#### Task to carry out
Take each line from the entries that holds "current" and copy it out.
[Start of Attachment]
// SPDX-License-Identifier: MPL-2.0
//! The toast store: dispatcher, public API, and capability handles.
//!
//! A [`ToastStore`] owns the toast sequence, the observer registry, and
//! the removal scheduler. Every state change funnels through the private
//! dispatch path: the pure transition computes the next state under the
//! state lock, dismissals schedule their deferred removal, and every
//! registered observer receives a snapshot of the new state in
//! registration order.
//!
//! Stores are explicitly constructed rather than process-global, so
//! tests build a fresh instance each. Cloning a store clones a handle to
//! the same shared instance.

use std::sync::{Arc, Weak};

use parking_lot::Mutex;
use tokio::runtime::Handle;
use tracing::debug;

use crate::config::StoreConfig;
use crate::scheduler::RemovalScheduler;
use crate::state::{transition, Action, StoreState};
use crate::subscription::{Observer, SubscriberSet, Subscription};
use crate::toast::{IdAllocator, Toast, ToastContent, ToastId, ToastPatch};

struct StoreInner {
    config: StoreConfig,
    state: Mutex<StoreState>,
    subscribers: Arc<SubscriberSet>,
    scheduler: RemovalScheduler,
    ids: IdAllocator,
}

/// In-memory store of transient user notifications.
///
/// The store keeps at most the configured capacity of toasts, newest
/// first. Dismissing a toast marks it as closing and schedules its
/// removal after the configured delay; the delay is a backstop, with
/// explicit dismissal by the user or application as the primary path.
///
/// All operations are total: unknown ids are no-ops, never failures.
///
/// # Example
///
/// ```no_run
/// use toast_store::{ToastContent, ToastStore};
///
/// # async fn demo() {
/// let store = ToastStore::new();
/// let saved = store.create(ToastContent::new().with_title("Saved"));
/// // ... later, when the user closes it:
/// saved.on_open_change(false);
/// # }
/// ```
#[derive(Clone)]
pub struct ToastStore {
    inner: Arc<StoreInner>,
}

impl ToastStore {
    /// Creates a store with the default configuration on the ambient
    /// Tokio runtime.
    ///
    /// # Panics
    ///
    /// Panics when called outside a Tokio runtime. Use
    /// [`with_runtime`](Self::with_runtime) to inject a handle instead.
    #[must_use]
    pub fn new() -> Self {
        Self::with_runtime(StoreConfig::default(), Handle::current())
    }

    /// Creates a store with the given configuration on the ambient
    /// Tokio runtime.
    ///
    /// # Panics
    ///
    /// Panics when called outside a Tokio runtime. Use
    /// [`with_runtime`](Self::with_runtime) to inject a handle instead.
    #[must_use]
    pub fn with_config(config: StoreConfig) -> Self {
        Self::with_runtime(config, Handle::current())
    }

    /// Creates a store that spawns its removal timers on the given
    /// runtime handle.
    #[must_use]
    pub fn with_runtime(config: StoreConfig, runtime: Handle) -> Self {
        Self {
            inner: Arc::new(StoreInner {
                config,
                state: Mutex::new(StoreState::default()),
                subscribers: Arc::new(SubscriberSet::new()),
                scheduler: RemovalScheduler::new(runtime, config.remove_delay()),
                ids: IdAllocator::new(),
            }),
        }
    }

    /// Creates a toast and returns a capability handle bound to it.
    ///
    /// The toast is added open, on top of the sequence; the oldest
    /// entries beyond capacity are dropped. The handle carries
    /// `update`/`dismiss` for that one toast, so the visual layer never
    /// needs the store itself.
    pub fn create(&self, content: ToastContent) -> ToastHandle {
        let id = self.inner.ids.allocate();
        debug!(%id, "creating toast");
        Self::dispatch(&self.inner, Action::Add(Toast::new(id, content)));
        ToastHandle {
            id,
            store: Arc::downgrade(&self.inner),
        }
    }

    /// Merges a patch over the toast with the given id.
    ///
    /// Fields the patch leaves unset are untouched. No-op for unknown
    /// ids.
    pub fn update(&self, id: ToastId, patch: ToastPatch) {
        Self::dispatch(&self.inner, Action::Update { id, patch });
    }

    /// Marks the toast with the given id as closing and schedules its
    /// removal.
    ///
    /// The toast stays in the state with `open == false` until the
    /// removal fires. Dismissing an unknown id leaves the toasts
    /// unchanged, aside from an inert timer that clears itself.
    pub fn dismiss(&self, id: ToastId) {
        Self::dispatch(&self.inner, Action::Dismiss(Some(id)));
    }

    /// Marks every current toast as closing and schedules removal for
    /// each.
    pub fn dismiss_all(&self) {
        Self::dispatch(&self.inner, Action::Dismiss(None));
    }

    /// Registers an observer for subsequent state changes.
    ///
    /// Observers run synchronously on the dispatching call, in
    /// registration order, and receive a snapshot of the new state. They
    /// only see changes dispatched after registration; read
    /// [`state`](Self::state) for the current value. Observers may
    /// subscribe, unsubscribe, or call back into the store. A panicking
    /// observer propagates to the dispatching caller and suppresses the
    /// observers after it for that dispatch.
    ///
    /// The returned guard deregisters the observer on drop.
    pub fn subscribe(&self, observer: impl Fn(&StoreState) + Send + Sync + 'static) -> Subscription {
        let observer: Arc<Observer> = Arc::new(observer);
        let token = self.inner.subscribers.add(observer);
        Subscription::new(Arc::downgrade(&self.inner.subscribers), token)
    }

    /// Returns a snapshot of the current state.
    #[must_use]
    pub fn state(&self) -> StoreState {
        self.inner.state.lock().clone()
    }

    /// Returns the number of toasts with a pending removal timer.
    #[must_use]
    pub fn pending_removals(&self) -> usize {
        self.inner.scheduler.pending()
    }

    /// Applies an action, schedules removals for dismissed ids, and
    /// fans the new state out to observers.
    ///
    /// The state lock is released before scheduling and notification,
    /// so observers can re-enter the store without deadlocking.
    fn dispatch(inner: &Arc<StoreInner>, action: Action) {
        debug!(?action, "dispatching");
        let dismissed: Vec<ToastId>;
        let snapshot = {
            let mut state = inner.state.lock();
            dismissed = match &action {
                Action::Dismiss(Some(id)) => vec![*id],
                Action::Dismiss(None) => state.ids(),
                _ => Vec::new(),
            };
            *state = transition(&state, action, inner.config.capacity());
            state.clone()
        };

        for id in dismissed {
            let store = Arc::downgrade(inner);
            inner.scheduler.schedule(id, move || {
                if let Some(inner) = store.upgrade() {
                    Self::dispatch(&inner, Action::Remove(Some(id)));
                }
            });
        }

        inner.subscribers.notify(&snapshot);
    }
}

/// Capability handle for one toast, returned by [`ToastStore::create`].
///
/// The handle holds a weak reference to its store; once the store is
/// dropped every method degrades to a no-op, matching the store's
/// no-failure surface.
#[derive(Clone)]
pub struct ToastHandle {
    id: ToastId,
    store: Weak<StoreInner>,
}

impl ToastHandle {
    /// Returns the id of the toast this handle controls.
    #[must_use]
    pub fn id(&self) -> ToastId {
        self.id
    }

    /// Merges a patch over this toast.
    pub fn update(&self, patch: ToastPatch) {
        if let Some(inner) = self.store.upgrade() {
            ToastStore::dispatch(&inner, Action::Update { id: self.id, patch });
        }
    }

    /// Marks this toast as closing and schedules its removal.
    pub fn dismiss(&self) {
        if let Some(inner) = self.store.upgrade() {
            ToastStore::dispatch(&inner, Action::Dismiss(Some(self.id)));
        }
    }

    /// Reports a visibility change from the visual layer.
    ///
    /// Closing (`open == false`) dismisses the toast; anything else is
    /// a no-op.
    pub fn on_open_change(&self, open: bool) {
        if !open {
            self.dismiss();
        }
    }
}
[End of Attachment]
#### Solution to the exercise
        Self::with_runtime(StoreConfig::default(), Handle::current())
        Self::with_runtime(config, Handle::current())
    /// Marks every current toast as closing and schedules removal for
    /// [`state`](Self::state) for the current value. Observers may
    /// Returns a snapshot of the current state.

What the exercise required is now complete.